Some smaller pebbles occurred at Myponga, Second Valley and Marino Rocks.
Patches of sandy habitat occurred at nine of the sites (Figure 2a). At some sites such as Myponga, sand was recorded under pebbles and boulders (Table 2), but does not appear as sandy substrate in the substrate composition transects (Figure 2a). The mean habitat complexity based on a rugosity index (RI) varied from almost flat (RI = 0.91) at Lady Bay and the Aldinga North site to highly complex (RI = 0.6) at Hallett Cove (Figure 3).
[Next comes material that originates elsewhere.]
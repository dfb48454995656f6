pub mod compare;
pub mod html_export;
pub mod info;
pub mod query;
The mean percent cover of sessile organisms ranges from less than 10%
at Marino Rocks, to over 100% at Christies Beach (Figure 2b). Turfing and
foliose algae were the dominant types of sessile organisms occurring across all reefs. Substantial mussel beds were recorded at Port Noarlunga, Christies Beach and Aldinga Reef. Communities of the tube worms occurred in large encrusting beds at seven of the study sites (Figure 2b). Large patches of sea grass habitat were only recorded within the study sites at Blanche Point and Carrackalinga. It should be noted that substantial areas of seagrass habitat also occur in a shallow lagoon in the middle of Aldinga Reef, although not towards the reef edge where the study sites were located.
In total 112 molluscs and 24 echinoderms were recorded across all intertidal reefs along the Fleurieu Peninsula. The total number of algal species tentatively identified in the surveys include 19 Phaeophyta (brown algae), 9 Rhodophyta (red alga) and 18 Chlorophyta (green algae). In addition, 3 species of Magnoliophyta (sea grasses) were recorded. Species lists for each site are provided in Appendix 1. The mean number of molluscan species found on intertidal reefs in the Fleurieu peninsula was 30.3 ( 7.8 st. dev.). The highest molluscan species richness was recorded at Kings Beach (Figure 4a) with more than two standard deviations above the mean (46 species), suggesting this site is a hotspot for molluscan diversity. On the other hand only 12 molluscan species were on the relatively small patches of rocky reef near the Port Noarlunga Jetty.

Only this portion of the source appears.